In one version of the story, my mom claimed, “We just drove around the parking lot.”
Contrary to that version, my brother confessed, “We went to McDonald’s to get you a drink.” Was he telling the truth? What was the truth? My youngest tío was told to go to the house in case I showed up while I was missing. Today, I see families walk away, and the reluctant kid follows them after a few steps..
Later, I saw myself as a runaway child, and when I was suicidal a few decades later, I read in a psychology book that children must learn the rules before the age of ten to become functional adults. I felt so dysfunctional knowing that I broke the rules at the age of nine, and I partially blamed my mother for deserting me at Gulfgate Mall. My uncontrollable wrath towards her grew because I had become psychotic after being misdiagnosed and was on prescribed narcotics. I was working full time and in a PhD program full time, so I wasn’t sleeping or eating, and being silenced seemed like the worst death of all. I whined via email to my mentor Roberto if I should silence myself, and he assured me that I could be me and express myself freely. I believe he sensed my despair y me mensajeaba para ver si estaba bien. Nonetheless, I was paranoid, and I knew I was making emotional rather than logical decisions. As a consequence, I checked myself in at a behavioral hospital, but I was sent home for being too coherent.
In an effort to help myself, I checked myself in at a different behavioral hospital, but they only accepted me during the day. I asked for medicine, but they told me I would need to be observed for a few days before the doctor could make an evaluation. My nocturnal ritual of trying to figure out what was wrong with me spiked. I couldn’t remember my past, so I started calling mentors from my past. For instance, I had asked why the sociologist Dr. Mary Curry had been hired at University of Houston where I had my first job—in my frantic state, she wasn’t just someone I translated and interpreted for when I was a teen; I started to see her as my new mom. At least, I had a bit of amnesia in the midst of my psychosis, despite that my birth mom’s patience during this time was tremendous.

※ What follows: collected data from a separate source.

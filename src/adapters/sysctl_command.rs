use std::io;
use std::process::Command;

use super::command;
use crate::domain::Privilege;
use crate::ports::SysctlLoader;

/// Runs `sysctl --system`, through `sudo -n` when configured.
#[derive(Debug, Clone)]
pub struct SysctlCommand {
    program: String,
    privilege: Privilege,
}

impl SysctlCommand {
    pub fn new(program: impl Into<String>, privilege: Privilege) -> Self {
        Self { program: program.into(), privilege }
    }

    fn command(&self) -> Command {
        let mut cmd = match self.privilege {
            Privilege::Direct => Command::new(&self.program),
            Privilege::Sudo => {
                let mut sudo = Command::new("sudo");
                sudo.arg("-n").arg(&self.program);
                sudo
            }
        };
        cmd.arg("--system");
        cmd
    }
}

impl SysctlLoader for SysctlCommand {
    fn reload(&self) -> io::Result<String> {
        let stdout = command::stdout(&mut self.command())?;
        Ok(String::from_utf8_lossy(&stdout).into_owned())
    }
}
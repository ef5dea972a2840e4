//! Diff Reporter: never fails, degrades to a placeholder.

use std::path::Path;

use crate::domain::DiffReport;
use crate::ports::DiffTool;

/// Unified diff from `old` to `new`, or `DiffReport::Unavailable`.
pub fn report<D: DiffTool>(diff: &D, old: &Path, new: &Path) -> DiffReport {
    match diff.unified_diff(old, new) {
        Ok(text) => DiffReport::Unified { text },
        Err(err) => {
            tracing::warn!(
                old = %old.display(),
                new = %new.display(),
                error = %err,
                "diff unavailable"
            );
            DiffReport::Unavailable { reason: err.to_string() }
        }
    }
}
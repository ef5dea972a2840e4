use std::io;
use std::path::{Path, PathBuf};
use std::sync::{Arc, Mutex};

use crate::ports::DiffTool;

/// Diff tool returning canned output and recording the paths it was given.
#[derive(Clone, Debug)]
pub struct StubDiff {
    output: Option<String>,
    calls: Arc<Mutex<Vec<(PathBuf, PathBuf)>>>,
}

impl StubDiff {
    pub fn returning(output: &str) -> Self {
        Self { output: Some(output.to_string()), calls: Arc::default() }
    }

    pub fn failing() -> Self {
        Self { output: None, calls: Arc::default() }
    }

    pub fn calls(&self) -> Vec<(PathBuf, PathBuf)> {
        self.calls.lock().unwrap().clone()
    }
}

impl Default for StubDiff {
    fn default() -> Self {
        Self::returning("")
    }
}

impl DiffTool for StubDiff {
    fn unified_diff(&self, old: &Path, new: &Path) -> io::Result<String> {
        self.calls.lock().unwrap().push((old.to_path_buf(), new.to_path_buf()));
        self.output
            .clone()
            .ok_or_else(|| io::Error::new(io::ErrorKind::NotFound, "diff: command not found"))
    }
}
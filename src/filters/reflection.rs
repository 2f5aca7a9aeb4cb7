use super::{Args, FilterContext, FilterRegistry, SkipReason, require_pixels};
use crate::imaging::{Color, FlipAxis, Raster};

pub(super) fn register(registry: &mut FilterRegistry) {
    registry.register(
        "reflection",
        "[gap[,start_opacity[,end_opacity[,height|height%]]]]",
        reflection,
    );
}

/// Reflection height: absolute pixels or a percentage of the image height.
fn reflection_height(token: Option<&str>, image_height: u32) -> Result<u32, SkipReason> {
    let bad = |v: &str| SkipReason::BadArgument {
        index: 3,
        value: v.to_string(),
        problem: "expected pixels or a percentage".into(),
    };
    let px = match token {
        None => (image_height as f64 * 0.5).round() as u32,
        Some(v) => match v.strip_suffix('%') {
            Some(p) => {
                let p: f64 = p.trim().parse().map_err(|_| bad(v))?;
                if !(0.0..=100.0).contains(&p) {
                    return Err(bad(v));
                }
                (image_height as f64 * p / 100.0).round() as u32
            }
            None => v.parse().map_err(|_| bad(v))?,
        },
    };
    Ok(px.min(image_height))
}

/// Append a mirrored, fading copy of the bottom of the image below it.
fn reflection(image: &mut Raster, args: Args<'_>, ctx: &FilterContext<'_>) -> Result<(), SkipReason> {
    let gap = args.int_in(0, 0, 0, 10_000)? as u32;
    let start = args.int_in(1, 80, 0, 100)? as f64 / 100.0;
    let end = args.int_in(2, 0, 0, 100)? as f64 / 100.0;
    require_pixels(image)?;
    let (w, h) = image.dimensions();
    let rh = reflection_height(args.raw(3), h)?;
    if rh == 0 {
        return Err(SkipReason::EmptyGeometry("reflection height is zero".into()));
    }

    let mut mirror = ctx.backend.crop(image, 0, h - rh, w, rh)?;
    ctx.backend.flip(&mut mirror, FlipAxis::Vertical);
    let span = (rh.max(2) - 1) as f64;
    for y in 0..rh {
        let fade = start + (end - start) * (y as f64 / span);
        for x in 0..w {
            let c = mirror.get(x, y);
            mirror.put(x, y, c.with_alpha((c.a as f64 * fade).round() as u8));
        }
    }

    let mut canvas = ctx.backend.new_canvas(w, h + gap + rh, Color::TRANSPARENT);
    ctx.backend.paste(&mut canvas, image, 0, 0);
    ctx.backend.paste(&mut canvas, &mirror, 0, (h + gap) as i64);
    *image = canvas;
    Ok(())
}

#[cfg(test)]
mod tests {
    use super::*;
    use crate::test_helpers::apply_filter as apply;

    fn striped() -> Raster {
        // top half red, bottom half blue
        Raster::from_fn(4, 10, |_, y| {
            if y < 5 { Color::rgb(255, 0, 0) } else { Color::rgb(0, 0, 255) }
        })
    }

    #[test]
    fn default_height_is_half() {
        let mut img = striped();
        apply(reflection, &mut img, &[]).unwrap();
        assert_eq!(img.dimensions(), (4, 15));
    }

    #[test]
    fn mirror_fades_from_start_to_end() {
        let mut img = striped();
        apply(reflection, &mut img, &["2", "100", "0", "10"]).unwrap();
        assert_eq!(img.dimensions(), (4, 22));
        // gap rows are transparent
        assert_eq!(img.get(0, 10).a, 0);
        assert_eq!(img.get(0, 11).a, 0);
        // first mirrored row is the last source row at full strength
        assert_eq!(img.get(0, 12), Color::rgb(0, 0, 255));
        // fading towards the first source row, gone by the last one
        let near_end = img.get(0, 20);
        assert_eq!(near_end.r, 255);
        assert!(near_end.a > 0 && near_end.a < 64);
        assert_eq!(img.get(0, 21).a, 0);
    }

    #[test]
    fn percentage_height() {
        let mut img = striped();
        apply(reflection, &mut img, &["0", "80", "0", "30%"]).unwrap();
        assert_eq!(img.dimensions(), (4, 13));
    }

    #[test]
    fn height_is_capped_at_image_height() {
        let mut img = striped();
        apply(reflection, &mut img, &["0", "80", "0", "500"]).unwrap();
        assert_eq!(img.dimensions(), (4, 20));
    }

    #[test]
    fn zero_height_is_skipped() {
        let mut img = striped();
        assert!(matches!(
            apply(reflection, &mut img, &["0", "80", "0", "0"]),
            Err(SkipReason::EmptyGeometry(_))
        ));
        assert_eq!(img.dimensions(), (4, 10));
    }
}
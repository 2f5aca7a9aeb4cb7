//! Cache key derivation.
//!
//! A key has three segments joined by [`SEPARATOR`]:
//!
//! ```text
//! photos/2024/cat.jpg@@9f86d081884c7d65...@@p
//! └── normalized source ┘ └── params digest ┘ └ ttl marker
//! ```
//!
//! - The **normalized source** keeps only `[A-Za-z0-9._/-]`, so keys are
//!   safe as relative paths on every backend and can be listed by source
//!   prefix for invalidation. URLs become `remote/<host>/<path>`; `.` and
//!   `..` segments are dropped. Overlong sources are cut and suffixed with
//!   a digest of the full reference, never a random value, so keys stay
//!   reproducible.
//! - The **params digest** is the SHA-256 of the raw source reference plus
//!   the canonical dimensional and transformational parameter text. Control
//!   parameters are not part of it.
//! - The **ttl marker** separates entries that never expire (`p`) from
//!   expiring ones (`e`).
//!
//! None of the segments can contain `@`, so the separator is unambiguous.

use crate::params::{ParamKind, ParameterSet};
use sha2::{Digest, Sha256};

pub const SEPARATOR: &str = "@@";

/// Longest normalized source kept verbatim.
pub const DEFAULT_MAX_SOURCE_LEN: usize = 160;

const SUFFIX_LEN: usize = 8;

#[derive(Debug, Clone, Copy, PartialEq, Eq)]
pub enum TtlMarker {
    Permanent,
    Expiring,
}

impl TtlMarker {
    pub fn for_duration(ttl_seconds: i64) -> Self {
        if ttl_seconds < 0 {
            Self::Permanent
        } else {
            Self::Expiring
        }
    }

    pub fn as_str(self) -> &'static str {
        match self {
            Self::Permanent => "p",
            Self::Expiring => "e",
        }
    }
}

fn sha256_hex(parts: &[&str]) -> String {
    let mut hasher = Sha256::new();
    for part in parts {
        hasher.update(part.as_bytes());
        hasher.update([0u8]);
    }
    format!("{:x}", hasher.finalize())
}

fn sanitize_segment(segment: &str) -> String {
    segment
        .chars()
        .map(|c| {
            if c.is_ascii_alphanumeric() || matches!(c, '.' | '_' | '-') {
                c
            } else {
                '_'
            }
        })
        .collect()
}

/// Path-safe, prefix-searchable form of a source reference.
pub fn normalize_source(source_ref: &str, max_len: usize) -> String {
    let trimmed = source_ref.trim();
    let (prefix, rest) = match trimmed.split_once("://") {
        Some((scheme, rest)) if scheme.eq_ignore_ascii_case("file") => ("", rest),
        Some((_, rest)) => ("remote/", rest),
        None => match trimmed.strip_prefix("asset:") {
            Some(rest) => ("asset/", rest),
            None => ("", trimmed),
        },
    };

    let body = rest
        .split(['/', '\\'])
        .filter(|s| !s.is_empty() && *s != "." && *s != "..")
        .map(sanitize_segment)
        .collect::<Vec<_>>()
        .join("/");
    let mut normalized = format!("{prefix}{body}");
    if normalized.is_empty() {
        normalized.push('_');
    }

    let max_len = max_len.max(SUFFIX_LEN + 2);
    if normalized.len() > max_len {
        let digest = sha256_hex(&[source_ref]);
        normalized.truncate(max_len - SUFFIX_LEN - 1);
        normalized.push('~');
        normalized.push_str(&digest[..SUFFIX_LEN]);
    }
    normalized
}

/// Build a key from already-canonical parameter text.
pub fn derive_key(
    source_ref: &str,
    dimensional: &str,
    transformational: &str,
    marker: TtlMarker,
    max_source_len: usize,
) -> String {
    let digest = sha256_hex(&[source_ref.trim(), dimensional, transformational]);
    format!(
        "{}{SEPARATOR}{digest}{SEPARATOR}{}",
        normalize_source(source_ref, max_source_len),
        marker.as_str()
    )
}

/// Key for a normalized parameter set.
pub fn key_for(source_ref: &str, params: &ParameterSet, max_source_len: usize) -> String {
    derive_key(
        source_ref,
        &params.canonical(ParamKind::Dimensional),
        &params.canonical(ParamKind::Transformational),
        TtlMarker::for_duration(params.cache_duration()),
        max_source_len,
    )
}

/// Prefix shared by every key derived from `source_ref`.
///
/// References that normalize to the same form share one prefix: `a b.jpg`
/// and `a_b.jpg` both map to `a_b.jpg@@`.
pub fn source_prefix(source_ref: &str, max_source_len: usize) -> String {
    format!("{}{SEPARATOR}", normalize_source(source_ref, max_source_len))
}
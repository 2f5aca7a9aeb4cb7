//! Filter directives and pipelines.
//!
//! A pipeline expression is a `|`-separated list of directives, each a
//! `,`-separated name followed by positional arguments:
//!
//! ```text
//! grayscale|colorize,40,20,0|unsharp_mask,80,0.5,3
//! ```
//!
//! Parsing here is purely syntactic. Names are resolved, and arguments
//! type-checked, only when the pipeline runs.

use std::fmt;

/// One step of a pipeline: a filter name plus raw argument tokens.
#[derive(Debug, Clone, PartialEq, Eq, Hash)]
pub struct FilterDirective {
    pub name: String,
    pub args: Vec<String>,
}

impl FilterDirective {
    pub fn new(name: impl Into<String>, args: impl IntoIterator<Item = impl Into<String>>) -> Self {
        Self {
            name: name.into(),
            args: args.into_iter().map(Into::into).collect(),
        }
    }

    /// Parse `name,arg1,arg2`. Returns `None` for an empty directive.
    pub fn parse(expr: &str) -> Option<Self> {
        let mut parts = expr.split(',').map(str::trim);
        let name = parts.next()?.to_ascii_lowercase();
        if name.is_empty() {
            return None;
        }
        Some(Self {
            name,
            args: parts.map(str::to_string).collect(),
        })
    }
}

impl fmt::Display for FilterDirective {
    fn fmt(&self, f: &mut fmt::Formatter<'_>) -> fmt::Result {
        f.write_str(&self.name)?;
        for arg in &self.args {
            write!(f, ",{arg}")?;
        }
        Ok(())
    }
}

/// Ordered list of directives. Order is significant and preserved exactly;
/// duplicates are kept.
#[derive(Debug, Clone, Default, PartialEq, Eq, Hash)]
pub struct FilterPipeline(Vec<FilterDirective>);

impl FilterPipeline {
    pub fn new() -> Self {
        Self::default()
    }

    pub fn parse(expr: &str) -> Self {
        Self(expr.split('|').filter_map(FilterDirective::parse).collect())
    }

    pub fn push(&mut self, directive: FilterDirective) {
        self.0.push(directive);
    }

    pub fn extend(&mut self, other: FilterPipeline) {
        self.0.extend(other.0);
    }

    pub fn len(&self) -> usize {
        self.0.len()
    }

    pub fn is_empty(&self) -> bool {
        self.0.is_empty()
    }

    pub fn iter(&self) -> std::slice::Iter<'_, FilterDirective> {
        self.0.iter()
    }
}

impl FromIterator<FilterDirective> for FilterPipeline {
    fn from_iter<T: IntoIterator<Item = FilterDirective>>(iter: T) -> Self {
        Self(iter.into_iter().collect())
    }
}

impl<'a> IntoIterator for &'a FilterPipeline {
    type Item = &'a FilterDirective;
    type IntoIter = std::slice::Iter<'a, FilterDirective>;

    fn into_iter(self) -> Self::IntoIter {
        self.0.iter()
    }
}

impl fmt::Display for FilterPipeline {
    fn fmt(&self, f: &mut fmt::Formatter<'_>) -> fmt::Result {
        for (i, directive) in self.0.iter().enumerate() {
            if i > 0 {
                f.write_str("|")?;
            }
            write!(f, "{directive}")?;
        }
        Ok(())
    }
}
/// A fully commented stock config, printed by `imgforge gen-config`.
pub fn stock_config_toml() -> &'static str {
    r##"# imgforge configuration
# ======================
# All settings are optional. Values shown are the defaults.
# Unknown keys cause an error.

# ---------------------------------------------------------------------------
# Registry defaults
# ---------------------------------------------------------------------------
# Any request parameter may get a new default here, e.g.
#   quality = 85
#   cache_duration = 3600
#   save_type = "webp"
[defaults]

# ---------------------------------------------------------------------------
# Parameter handling
# ---------------------------------------------------------------------------
[parameters]
# "ignore" drops unknown request parameters with a diagnostic,
# "reject" fails the request.
unknown = "ignore"

# ---------------------------------------------------------------------------
# Source loading
# ---------------------------------------------------------------------------
[sources]
# Base directory for relative source paths.
root = "."
# Base directory for asset:<path> references (defaults to root).
# assets = "assets"
# Remote fetch timeout. A timeout fails the request.
fetch_timeout_secs = 15
# Fetch http:// and https:// sources.
allow_remote = true

# ---------------------------------------------------------------------------
# Result cache
# ---------------------------------------------------------------------------
[cache]
# Where per-connection metadata indexes live.
state_dir = ".imgforge"
# Connection used when a request does not name one.
default_connection = "local"
# What audits do with stored files that have no index record:
# "index" adopts them as never-expiring entries, "remove" deletes them.
orphans = "index"
# How long a request waits for a concurrent build of the same result.
lock_wait_ms = 2000
# Longest source path kept verbatim in cache keys.
max_source_len = 160

# ---------------------------------------------------------------------------
# Storage connections
# ---------------------------------------------------------------------------
# kind = "local" | "s3" | "cloudfiles" | "gcs"
[connections.local]
kind = "local"
path = "cache"
timeout_secs = 30
# url_prefix = "https://img.example.com/cache/"

# [connections.cdn]
# kind = "s3"
# endpoint = "https://s3.amazonaws.com"
# bucket = "thumbs"
# token = "..."
# url_prefix = "https://thumbs.example.com/"

# ---------------------------------------------------------------------------
# Processing
# ---------------------------------------------------------------------------
[processing]
# Maximum parallel transform workers.
# Omit or comment out to auto-detect (= number of CPU cores).
# max_processes = 4
# Largest output in pixels a resize may produce (512 MiB of RGBA).
# Larger requests are scaled down to fit.
max_output_pixels = 134217728
"##
}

I have a loving twin brother Carlos, but during the peak of my panic, I was desperate that I had no sister. I started to call amigas who had called me hermana. “I always wanted a sister,” I said as I left Heidi a message.
She responded a few moments later reassuring, “We are sisters.” By then it was too late. I had already decided that no one deserved someone as evil as me. In my illogical mind, I had been guilt-tripping over my lack of normalcy, what I had thought was all my fault. So I went to the kitchen to get a knife and a pizza cutter. I went to the bathtub. My knife was too blunt to do any damage. With the pizza cutter, I tried slicing my wrists, but it, too, was blunt. Looking back, fortunately, I was only able to cut the skin and not my arteries. I gave up and went to bed.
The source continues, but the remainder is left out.